In the recent "World Inequality Report 2022" some 30 countries have been named, including India and China, but not Bangladesh.
The report has been authored by Lucas Chancel, co-director of the World Inequality Lab, and coordinated by several experts, including French economist Thomas Piketty.
According to the report, income and wealth inequalities have been on the rise almost everywhere since the 1980s, following a series of deregulation and liberalisation programs that took different forms in different countries.
In India top 1% of the population controls 22% of the country's wealth while 10% population owns 57% of the wealth, reads the report.
Whereas, in Canada the top 10% earns on average 13 times more than the bottom 50%.
Though Bangladesh has not been mentioned in this report the country is not entirely out of danger.

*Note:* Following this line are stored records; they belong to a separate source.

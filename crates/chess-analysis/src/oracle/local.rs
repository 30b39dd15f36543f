//! Local UCI engine driven by a single worker task.
//!
//! The worker owns the engine's input and output. Callers hand it searches
//! over a bounded queue and get the outcome back on a oneshot channel, so
//! only one search is ever in flight and requests are served in order.

use std::process::Stdio;
use std::time::Duration;

use thiserror::Error;
use tokio::io::{AsyncBufRead, AsyncBufReadExt, AsyncWrite, AsyncWriteExt, BufReader};
use tokio::process::{Child, Command};
use tokio::sync::{mpsc, oneshot, watch};
use tracing::{debug, info, warn};
use uci::{EngineCommand, EngineMessage, GoOptions, MultiPvCollector, SearchOutcome};

use super::{clamp_lines, EngineLine, EvaluationOracle, EvaluationResult};
use crate::config::LocalConfig;
use crate::evaluation::Evaluation;
use crate::replay::Position;

/// Maximum number of lines to read before giving up on a UCI response.
pub const MAX_UCI_LINES: usize = 1000;

/// Errors that can occur when starting or talking to a local engine.
#[derive(Error, Debug)]
pub enum EngineError {
    /// Failed to spawn the engine process, or to talk to it.
    #[error("Failed to spawn engine: {0}")]
    SpawnError(#[from] std::io::Error),
    /// Engine executable was not found at the specified path.
    #[error("Engine not found at path: {0}")]
    NotFound(String),
    /// Engine failed to initialize properly (UCI handshake failed).
    #[error("Engine initialization failed")]
    InitFailed,
    /// Engine returned an invalid or unexpected response.
    #[error("Invalid engine response: {0}")]
    InvalidResponse(String),
}

/// How searches are run on the local engine.
#[derive(Debug, Clone, PartialEq, Eq)]
pub struct EngineSettings {
    pub depth: u32,
    pub pv_plies: usize,
    pub queue_capacity: usize,
    /// Caller-side wait limit per search.
    pub search_timeout: Option<Duration>,
}

impl Default for EngineSettings {
    fn default() -> Self {
        Self {
            depth: 15,
            pv_plies: uci::DEFAULT_PV_PLIES,
            queue_capacity: 8,
            search_timeout: None,
        }
    }
}

impl EngineSettings {
    pub fn from_config(config: &LocalConfig, pv_plies: usize) -> Self {
        Self {
            depth: config.depth,
            pv_plies,
            queue_capacity: config.queue_capacity,
            search_timeout: config.search_timeout_secs.map(Duration::from_secs),
        }
    }
}

struct SearchRequest {
    fen: String,
    multi_pv: u32,
    reply: oneshot::Sender<Option<SearchOutcome>>,
}

/// Handle to a running engine worker.
///
/// Dropping the handle shuts the worker down.
pub struct LocalEngine {
    requests: mpsc::Sender<SearchRequest>,
    shutdown: watch::Sender<bool>,
    search_timeout: Option<Duration>,
    name: String,
}

impl LocalEngine {
    /// Spawn the engine at `path` and perform the UCI handshake.
    ///
    /// # Errors
    ///
    /// - `EngineError::NotFound` if the executable cannot be found
    /// - `EngineError::SpawnError` if the process fails to start
    /// - `EngineError::InitFailed` / `InvalidResponse` if the handshake fails
    pub async fn spawn(path: &str, settings: EngineSettings) -> Result<Self, EngineError> {
        let mut child = Command::new(path)
            .stdin(Stdio::piped())
            .stdout(Stdio::piped())
            .stderr(Stdio::null())
            .kill_on_drop(true)
            .spawn()
            .map_err(|e| match e.kind() {
                std::io::ErrorKind::NotFound => EngineError::NotFound(path.to_string()),
                _ => EngineError::SpawnError(e),
            })?;

        let stdin = child.stdin.take().ok_or(EngineError::InitFailed)?;
        let stdout = child.stdout.take().ok_or(EngineError::InitFailed)?;

        Self::start(BufReader::new(stdout), stdin, settings, Some(child)).await
    }

    /// Drive an engine that speaks UCI over an arbitrary byte transport.
    pub async fn with_transport<Rd, W>(reader: Rd, writer: W, settings: EngineSettings) -> Result<Self, EngineError>
    where
        Rd: AsyncBufRead + Unpin + Send + 'static,
        W: AsyncWrite + Unpin + Send + 'static,
    {
        Self::start(reader, writer, settings, None).await
    }

    async fn start<Rd, W>(
        reader: Rd,
        writer: W,
        settings: EngineSettings,
        child: Option<Child>,
    ) -> Result<Self, EngineError>
    where
        Rd: AsyncBufRead + Unpin + Send + 'static,
        W: AsyncWrite + Unpin + Send + 'static,
    {
        let mut transport = Transport { reader, writer };
        let name = transport.handshake().await?;
        info!(engine = %name, depth = settings.depth, "local engine ready");

        let (requests, queue) = mpsc::channel(settings.queue_capacity.max(1));
        let (shutdown, shutdown_rx) = watch::channel(false);

        let worker = Worker {
            transport,
            depth: settings.depth,
            pv_plies: settings.pv_plies,
            multi_pv: 1,
            child,
        };
        tokio::spawn(worker.run(queue, shutdown_rx));

        Ok(Self {
            requests,
            shutdown,
            search_timeout: settings.search_timeout,
            name,
        })
    }

    /// The engine's name as reported via `id name`.
    pub fn name(&self) -> &str {
        &self.name
    }

    /// Returns false once the worker has stopped.
    pub fn is_running(&self) -> bool {
        !self.requests.is_closed()
    }

    /// Stop the worker. Outstanding and queued searches resolve degraded.
    pub fn shutdown(&self) {
        let _ = self.shutdown.send(true);
    }

    async fn submit(&self, position: &Position, multi_pv: u32) -> Option<SearchOutcome> {
        let (reply, outcome) = oneshot::channel();
        let request = SearchRequest {
            fen: position.fen.clone(),
            multi_pv,
            reply,
        };

        if self.requests.send(request).await.is_err() {
            warn!(fen = %position.fen, "local engine is not running");
            return None;
        }

        match self.search_timeout {
            Some(limit) => match tokio::time::timeout(limit, outcome).await {
                Ok(outcome) => outcome.ok().flatten(),
                Err(_) => {
                    warn!(fen = %position.fen, ?limit, "local engine search timed out");
                    None
                }
            },
            None => outcome.await.ok().flatten(),
        }
    }
}

impl Drop for LocalEngine {
    fn drop(&mut self) {
        self.shutdown();
    }
}

impl EvaluationOracle for LocalEngine {
    async fn evaluate(&self, position: &Position) -> EvaluationResult {
        let Some(outcome) = self.submit(position, 1).await else {
            warn!(fen = %position.fen, "local evaluation failed, using neutral score");
            return EvaluationResult::degraded();
        };

        match outcome.lines.first() {
            Some(line) => EvaluationResult::new(
                Evaluation::from_uci_score(line.score, position.side_to_move),
                outcome.best_move,
            ),
            None => {
                warn!(fen = %position.fen, "engine reported no score, using neutral score");
                EvaluationResult::degraded()
            }
        }
    }

    async fn evaluate_top(&self, position: &Position, n: usize) -> Vec<EngineLine> {
        let n = clamp_lines(n) as u32;
        let Some(outcome) = self.submit(position, n).await else {
            warn!(fen = %position.fen, "local evaluation failed, no lines available");
            return Vec::new();
        };

        outcome
            .lines
            .into_iter()
            .filter(|line| line.rank <= n)
            .map(|line| EngineLine {
                rank: line.rank,
                moves: line.moves,
                evaluation: Evaluation::from_uci_score(line.score, position.side_to_move),
            })
            .collect()
    }
}

struct Transport<Rd, W> {
    reader: Rd,
    writer: W,
}

impl<Rd, W> Transport<Rd, W>
where
    Rd: AsyncBufRead + Unpin,
    W: AsyncWrite + Unpin,
{
    async fn send(&mut self, command: &EngineCommand) -> std::io::Result<()> {
        let line = command.to_uci();
        debug!(cmd = %line, "engine <");
        self.writer.write_all(line.as_bytes()).await?;
        self.writer.write_all(b"\n").await?;
        self.writer.flush().await
    }

    /// Read one line into `buf`. Returns false at end of stream.
    async fn read_line(&mut self, buf: &mut String) -> std::io::Result<bool> {
        buf.clear();
        let n = self.reader.read_line(buf).await?;
        if n > 0 {
            debug!(line = buf.trim_end(), "engine >");
        }
        Ok(n > 0)
    }

    /// `uci`/`uciok` then `isready`/`readyok`. Returns the engine name.
    async fn handshake(&mut self) -> Result<String, EngineError> {
        self.send(&EngineCommand::Uci).await?;

        let mut name = None;
        self.wait_for("uciok", |msg| match msg {
            EngineMessage::Id { name: Some(n), .. } => {
                name = Some(n.clone());
                false
            }
            EngineMessage::UciOk => true,
            _ => false,
        })
        .await?;

        self.send(&EngineCommand::IsReady).await?;
        self.wait_for("readyok", |msg| matches!(msg, EngineMessage::ReadyOk))
            .await?;

        Ok(name.unwrap_or_else(|| "Unknown Engine".to_string()))
    }

    async fn wait_for(
        &mut self,
        expected: &str,
        mut done: impl FnMut(&EngineMessage) -> bool,
    ) -> Result<(), EngineError> {
        let mut line = String::new();
        for _ in 0..MAX_UCI_LINES {
            if !self.read_line(&mut line).await? {
                return Err(EngineError::InitFailed);
            }
            if let Some(msg) = EngineMessage::parse(&line) {
                if done(&msg) {
                    return Ok(());
                }
            }
        }
        Err(EngineError::InvalidResponse(format!(
            "no {} within {} lines",
            expected, MAX_UCI_LINES
        )))
    }
}

struct Worker<Rd, W> {
    transport: Transport<Rd, W>,
    depth: u32,
    pv_plies: usize,
    /// MultiPV value the engine currently has.
    multi_pv: u32,
    child: Option<Child>,
}

impl<Rd, W> Worker<Rd, W>
where
    Rd: AsyncBufRead + Unpin + Send,
    W: AsyncWrite + Unpin + Send,
{
    async fn run(mut self, mut queue: mpsc::Receiver<SearchRequest>, mut shutdown: watch::Receiver<bool>) {
        loop {
            let request = tokio::select! {
                biased;
                _ = shutdown.changed() => break,
                request = queue.recv() => match request {
                    Some(request) => request,
                    None => break,
                },
            };

            // The caller timed out while the request sat in the queue.
            if request.reply.is_closed() {
                debug!(fen = %request.fen, "skipping abandoned search");
                continue;
            }

            match self.search(&request.fen, request.multi_pv, &mut shutdown).await {
                Ok(Some(outcome)) => {
                    let _ = request.reply.send(Some(outcome));
                }
                Ok(None) => {
                    let _ = request.reply.send(None);
                    break;
                }
                Err(e) => {
                    warn!(error = %e, "local engine stopped responding");
                    let _ = request.reply.send(None);
                    break;
                }
            }
        }

        queue.close();
        while let Ok(request) = queue.try_recv() {
            let _ = request.reply.send(None);
        }

        let _ = self.transport.send(&EngineCommand::Quit).await;
        if let Some(mut child) = self.child.take() {
            if tokio::time::timeout(Duration::from_secs(1), child.wait()).await.is_err() {
                let _ = child.kill().await;
            }
        }
        debug!("local engine worker stopped");
    }

    /// Run one search. `Ok(None)` means shutdown was requested mid-search.
    async fn search(
        &mut self,
        fen: &str,
        multi_pv: u32,
        shutdown: &mut watch::Receiver<bool>,
    ) -> Result<Option<SearchOutcome>, EngineError> {
        if multi_pv != self.multi_pv {
            self.transport.send(&EngineCommand::multi_pv(multi_pv)).await?;
            self.multi_pv = multi_pv;
        }
        self.transport.send(&EngineCommand::position_fen(fen)).await?;
        self.transport
            .send(&EngineCommand::Go(GoOptions::depth(self.depth)))
            .await?;

        let mut collector = MultiPvCollector::new(self.pv_plies);
        let mut line = String::new();
        loop {
            let read = tokio::select! {
                biased;
                _ = shutdown.changed() => None,
                read = self.transport.read_line(&mut line) => Some(read),
            };

            let Some(read) = read else {
                let _ = self.transport.send(&EngineCommand::Stop).await;
                return Ok(None);
            };
            if !read? {
                return Err(EngineError::InvalidResponse("engine closed its output".to_string()));
            }
            if let Some(outcome) = collector.feed(&line) {
                return Ok(Some(outcome));
            }
        }
    }
}

#[cfg(test)]
mod tests {
    use super::*;

    #[test]
    fn settings_from_config() {
        let config = LocalConfig {
            engine_path: "sf".to_string(),
            depth: 12,
            queue_capacity: 3,
            search_timeout_secs: Some(7),
        };
        let settings = EngineSettings::from_config(&config, 6);
        assert_eq!(settings.depth, 12);
        assert_eq!(settings.pv_plies, 6);
        assert_eq!(settings.queue_capacity, 3);
        assert_eq!(settings.search_timeout, Some(Duration::from_secs(7)));
    }

    #[test]
    fn engine_error_display() {
        let err = EngineError::NotFound("/opt/stockfish".to_string());
        assert_eq!(err.to_string(), "Engine not found at path: /opt/stockfish");
        assert_eq!(EngineError::InitFailed.to_string(), "Engine initialization failed");
    }

    #[tokio::test]
    async fn spawn_missing_executable_is_not_found() {
        let result = LocalEngine::spawn("/nonexistent/engine-binary", EngineSettings::default()).await;
        assert!(matches!(result, Err(EngineError::NotFound(_))));
    }
}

The Human Development Index of 2021 ranked Bangladesh 133rd out of 189 countries.
The index showed that the bottom 40% of the population hold only 21% of all wealth whereas the richest 10% hold 27% of wealth.
Lucas Chancel said the Covid-19 crisis has exacerbated the inequalities between the very wealthy and the rest of the population.
"Yet, in rich countries, government intervention prevented a massive rise in poverty, this was not the case in poor countries. This shows the importance of social states in the fight against poverty," he said.
The world map of inequalities reveals that national average income levels are poor predictors of inequality -- among high-income countries, some are very unequal (such as the US), while others are relatively equal (Sweden).